Outrage over the toll lanes also affected local politics. Some incumbents in seats on town councils in Cornelius and Huntersville lost re-election in 2015 following campaigns by their opponents that linked them to the toll project.
Efforts in the legislature to cancel the project hit a wall in the state Senate. House Bill 954, filed in April 2016, passed the House 81-27, only to stall in the Senate transportation committee.
The express lanes project is being funded through a public-private partnership between I-77 Mobility Partners and the North Carolina Department of Transportation, with more than $90 million in funding provided by the state and $250 million from I-77 Mobility. The remaining funding is provided by a combination of bonds and money from the federal government for transportation projects.
The North Carolina Department of Transportation chose to use a public-private funding model after a feasibility study of using public funds to convert the high-occupancy lanes on Interstate 77 into toll lanes found that the revenue generated by the tolls would be insufficient to complete the project.
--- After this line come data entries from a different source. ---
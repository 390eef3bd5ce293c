pub mod ids;
pub mod session_item;
pub mod user_item;

pub use ids::*;

use thiserror::Error;

#[derive(Error, Debug)]
pub enum DatabaseError {
    #[error("Error while interacting with the database: {0}")]
    Database(#[from] sqlx::Error),
    #[error("Error while trying to generate random ID")]
    RandomId,
    #[error("Error while interacting with the cache: {0}")]
    CacheError(#[from] redis::RedisError),
    #[error("Redis Pool Error: {0}")]
    RedisPool(#[from] deadpool_redis::PoolError),
    #[error("Error while serializing with the cache: {0}")]
    SerdeCacheError(#[from] serde_json::Error),
}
The state also applied for a $30 million grant from the U.S. Department of Transportation to pay, in part, for a smaller-scale $57 million express lanes project, but the federal government denied that grant application.
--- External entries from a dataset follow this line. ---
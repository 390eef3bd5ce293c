use std::time::Duration;
use tower_http::cors::{CorsLayer, MaxAge};

pub fn default_cors() -> CorsLayer {
    CorsLayer::very_permissive().max_age(MaxAge::exact(Duration::from_secs(3600)))
}
use std::future::Future;
use std::time::Duration;

/// Runs a task on a fixed interval for the lifetime of the process.
pub fn schedule<F, R>(interval: Duration, mut task: F)
where
    F: FnMut() -> R + Send + 'static,
    R: Future<Output = ()> + Send + 'static,
{
    tokio::spawn(async move {
        let mut interval = tokio::time::interval(interval);

        loop {
            interval.tick().await;
            task().await;
        }
    });
}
Become a Carolina Public Press insider.
Text INSIDER to (919)897-8555 and be among the first to hear about special events and exclusive content.
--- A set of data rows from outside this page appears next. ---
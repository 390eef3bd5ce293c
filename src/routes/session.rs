use crate::auth::validate::{get_session_from_token, get_token_from_headers};
use crate::auth::{get_user_from_headers, AuthenticationError};
use crate::database::models::session_item::Session as DBSession;
use crate::database::models::session_item::SessionBuilder;
use crate::database::models::UserId;
use crate::database::redis::RedisPool;
use crate::models::ids::SessionId;
use crate::models::sessions::Session;
use crate::queue::session::AuthQueue;
use crate::routes::ApiError;
use crate::util::extract::{ConnectInfo, Extension, Json, Path};
use crate::util::ip::get_ip_addr;
use axum::http::{HeaderMap, StatusCode};
use axum::routing::{delete, get, post};
use axum::Router;
use chrono::Utc;
use rand::distributions::Alphanumeric;
use rand::{Rng, SeedableRng};
use rand_chacha::ChaCha20Rng;
use sqlx::PgPool;
use std::net::SocketAddr;
use std::sync::Arc;
use woothee::parser::Parser;

pub fn config() -> Router {
    Router::new().nest(
        "/session",
        Router::new()
            .route("/", delete(logout))
            .route("/list", get(list))
            .route("/:id", delete(delete_session))
            .route("/refresh", post(refresh)),
    )
}

pub struct SessionMetadata {
    pub ip: String,

    pub os: Option<String>,
    pub platform: Option<String>,
    pub user_agent: String,
}

pub async fn get_session_metadata(
    addr: &SocketAddr,
    headers: &HeaderMap,
) -> Result<SessionMetadata, AuthenticationError> {
    let ip = get_ip_addr(addr, headers);

    let user_agent = headers
        .get("user-agent")
        .and_then(|x| x.to_str().ok())
        .ok_or(AuthenticationError::InvalidCredentials)?;

    let parser = Parser::new();
    let info = parser.parse(user_agent);
    let os = info.map(|info| (info.os, info.name));

    Ok(SessionMetadata {
        os: os.map(|x| x.0.to_string()),
        platform: os.map(|x| x.1.to_string()),
        ip,
        user_agent: user_agent.to_string(),
    })
}

pub async fn issue_session(
    addr: &SocketAddr,
    headers: &HeaderMap,
    user_id: UserId,
    transaction: &mut sqlx::Transaction<'_, sqlx::Postgres>,
) -> Result<DBSession, AuthenticationError> {
    let metadata = get_session_metadata(addr, headers).await?;

    let session = ChaCha20Rng::from_entropy()
        .sample_iter(&Alphanumeric)
        .take(60)
        .map(char::from)
        .collect::<String>();

    let session = format!("hpy_{session}");

    let id = SessionBuilder {
        session,
        user_id,
        os: metadata.os,
        platform: metadata.platform,
        ip: metadata.ip,
        user_agent: metadata.user_agent,
    }
    .insert(transaction)
    .await?;

    let session = DBSession::get_id(id, &mut **transaction)
        .await?
        .ok_or(AuthenticationError::InvalidCredentials)?;

    Ok(session)
}

pub async fn list(
    headers: HeaderMap,
    Extension(pool): Extension<PgPool>,
    Extension(redis): Extension<RedisPool>,
    Extension(session_queue): Extension<Arc<AuthQueue>>,
) -> Result<Json<Vec<Session>>, ApiError> {
    let current_user = get_user_from_headers(&headers, &pool, &redis, &session_queue)
        .await?
        .1;

    let session = get_token_from_headers(&headers)?;

    let sessions = DBSession::get_user_sessions(current_user.id.into(), &pool).await?;
    let sessions = sessions
        .into_iter()
        .filter(|x| x.expires > Utc::now())
        .map(|x| Session::from(x, false, Some(session)))
        .collect::<Vec<_>>();

    Ok(Json(sessions))
}

pub async fn delete_session(
    Path(id): Path<SessionId>,
    headers: HeaderMap,
    Extension(pool): Extension<PgPool>,
    Extension(redis): Extension<RedisPool>,
    Extension(session_queue): Extension<Arc<AuthQueue>>,
) -> Result<StatusCode, ApiError> {
    let current_user = get_user_from_headers(&headers, &pool, &redis, &session_queue)
        .await?
        .1;

    let session = DBSession::get_id(id.into(), &pool).await?;

    if let Some(session) = session {
        if session.user_id == current_user.id.into() {
            let mut transaction = pool.begin().await?;
            DBSession::remove(session.id, &mut transaction).await?;
            transaction.commit().await?;
            DBSession::clear_cache(vec![session.session], &redis).await?;
        }
    }

    Ok(StatusCode::NO_CONTENT)
}

pub async fn refresh(
    ConnectInfo(addr): ConnectInfo<SocketAddr>,
    headers: HeaderMap,
    Extension(pool): Extension<PgPool>,
    Extension(redis): Extension<RedisPool>,
    Extension(session_queue): Extension<Arc<AuthQueue>>,
) -> Result<Json<Session>, ApiError> {
    let (session, _) = get_user_from_headers(&headers, &pool, &redis, &session_queue).await?;

    let mut transaction = pool.begin().await?;

    DBSession::remove(session.id, &mut transaction).await?;
    let new_session = issue_session(&addr, &headers, session.user_id, &mut transaction).await?;
    transaction.commit().await?;
    DBSession::clear_cache(vec![session.session], &redis).await?;

    Ok(Json(Session::from(new_session, true, None)))
}

pub async fn logout(
    headers: HeaderMap,
    Extension(pool): Extension<PgPool>,
    Extension(redis): Extension<RedisPool>,
) -> Result<StatusCode, ApiError> {
    let token = get_token_from_headers(&headers)?;
    let session = get_session_from_token(token, &pool, &redis).await?;

    let mut transaction = pool.begin().await?;
    DBSession::remove(session.id, &mut transaction).await?;
    transaction.commit().await?;
    DBSession::clear_cache(vec![session.session], &redis).await?;

    Ok(StatusCode::NO_CONTENT)
}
Following preliminary discussions about the project with four developers, including Cintra, the state set a deadline of March 31, 2014, for final proposals for the project. Cintra was the only firm that submitted a proposal and the state announced in April 2014 that it had selected the firm to construct the express lanes.
Local group’s voice
In late 2017, Gov. Cooper formed the I-77 Express Lanes Local Advisory Group to solicit input and recommendations from local politicians, business leaders and citizens about the future of the toll lanes project.
That group has met three times and has two more meetings scheduled for later in March.
The group’s first meeting, at the Lake Norman Chamber of Commerce facility in Cornelius, took place behind closed doors.
Participants in the meeting said it was primarily an introductory session. However, closing it to the public may have constituted a violation of the state’s open meetings law. The group’s subsequent meetings have been open to the public and the press.
The advisory group doesn’t have the power to craft policy or influence the decision-making process on the future of the toll lanes project directly. But Cooper has said that he’ll consider the group’s recommendations if and when any changes to the project are made.
The group has thus far spent much of its time discussing the options for the project that were presented in the Mercator Advisers report.
Mecklenburg County commissioners Jim Puckett and Pat Cotham, who both serve on the advisory group and have been vocal opponents of the toll project, did not respond to a request for comment.